Edmund Waterton, (1830–1887), Knight of the Supreme Order of Christ; Knight of Malta; Papal Privy Chamberlain; Fellow of the Society of Antiquaries was a British antiquary. Born at Walton Hall, West Yorkshire, the only child of Charles Waterton, he was a lifelong Catholic and was educated at Stonyhurst College.

In 1862 he married Josephine Ennis, daughter of an Irish MP. He was declared bankrupt in 1876 and was obliged to sell Walton Hall.
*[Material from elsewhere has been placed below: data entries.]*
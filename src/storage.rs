use std::collections::HashMap;
use std::path::{Path, PathBuf};
use std::sync::Mutex;

use log::debug;

use crate::models::CertificateRecord;
use crate::utils::RenewalError;

/// Boundary to the collaborator that owns certificate records.
///
/// The engine reads the lookup fields and writes back status, attempt count
/// and error message; everything else about the records (creation, deletion,
/// scheduling) belongs to the collaborator. The queue guarantees at most one
/// concurrent invocation per record; this trait does not re-enforce that.
pub trait CertificateStore: Send + Sync {
    fn load(&self, id: u64) -> Result<CertificateRecord, RenewalError>;
    fn update(&self, record: &CertificateRecord) -> Result<(), RenewalError>;
}

/// Store backed by a single JSON file holding an array of records.
pub struct JsonFileStore {
    path: PathBuf,
}

impl JsonFileStore {
    pub fn new(path: impl Into<PathBuf>) -> Self {
        JsonFileStore { path: path.into() }
    }

    fn read_all(&self) -> Result<Vec<CertificateRecord>, RenewalError> {
        let raw = std::fs::read_to_string(&self.path).map_err(|e| {
            RenewalError::Storage(format!("failed to read {}: {}", self.path.display(), e))
        })?;
        serde_json::from_str(&raw).map_err(|e| {
            RenewalError::Storage(format!("failed to parse {}: {}", self.path.display(), e))
        })
    }

    fn write_all(&self, records: &[CertificateRecord]) -> Result<(), RenewalError> {
        let raw = serde_json::to_string_pretty(records)
            .map_err(|e| RenewalError::Storage(format!("failed to serialize records: {}", e)))?;
        std::fs::write(&self.path, raw).map_err(|e| {
            RenewalError::Storage(format!("failed to write {}: {}", self.path.display(), e))
        })
    }
}

impl CertificateStore for JsonFileStore {
    fn load(&self, id: u64) -> Result<CertificateRecord, RenewalError> {
        self.read_all()?
            .into_iter()
            .find(|record| record.id == id)
            .ok_or_else(|| RenewalError::Storage(format!("certificate record {} not found", id)))
    }

    fn update(&self, record: &CertificateRecord) -> Result<(), RenewalError> {
        let mut records = self.read_all()?;
        let slot = records
            .iter_mut()
            .find(|existing| existing.id == record.id)
            .ok_or_else(|| {
                RenewalError::Storage(format!("certificate record {} not found", record.id))
            })?;
        *slot = record.clone();
        self.write_all(&records)?;
        debug!("record {} saved with status {}", record.id, record.status);
        Ok(())
    }
}

/// Seeds a fresh store file. Existing files are left untouched.
pub fn init_store(path: &Path, records: &[CertificateRecord]) -> Result<(), RenewalError> {
    if path.exists() {
        return Err(RenewalError::Storage(format!(
            "{} already exists",
            path.display()
        )));
    }
    JsonFileStore::new(path).write_all(records)
}

/// In-memory store for tests and demos.
#[derive(Default)]
pub struct MemoryStore {
    records: Mutex<HashMap<u64, CertificateRecord>>,
}

impl MemoryStore {
    pub fn new() -> Self {
        Self::default()
    }

    pub fn insert(&self, record: CertificateRecord) {
        self.records.lock().unwrap().insert(record.id, record);
    }
}

impl CertificateStore for MemoryStore {
    fn load(&self, id: u64) -> Result<CertificateRecord, RenewalError> {
        self.records
            .lock()
            .unwrap()
            .get(&id)
            .cloned()
            .ok_or_else(|| RenewalError::Storage(format!("certificate record {} not found", id)))
    }

    fn update(&self, record: &CertificateRecord) -> Result<(), RenewalError> {
        self.records
            .lock()
            .unwrap()
            .insert(record.id, record.clone());
        Ok(())
    }
}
After being widowed he remarried, in 1881, with Ellen Mercer.

Waterton's collection of rings is now partly in the Victoria and Albert Museum; his collection of editions of The Imitation of Christ is now the core of the Edmund Waterton Collection in the British Library.

==Publications==
- "On a Remarkable Incident in the Life of St Edward the Confessor", Archaeological Journal 21 (1864), pp. 103–113.
- Catalogue of the very extensive and valuable collection of antique and mediaeval rings, formed by that well-known collector, E. Waterton, etc. London: W. Clowes, [1868?].
- Edmund Waterton, Pietas Mariana Britannica: A History of English Devotion to the Most Blessed Virgin Mary Mother of God, with a Catalogue of Shrines, Sanctuaries, Offerings, Bequests, and Other Memorials of the Piety of Our Forefathers. London 1879. Available on Internet Archive.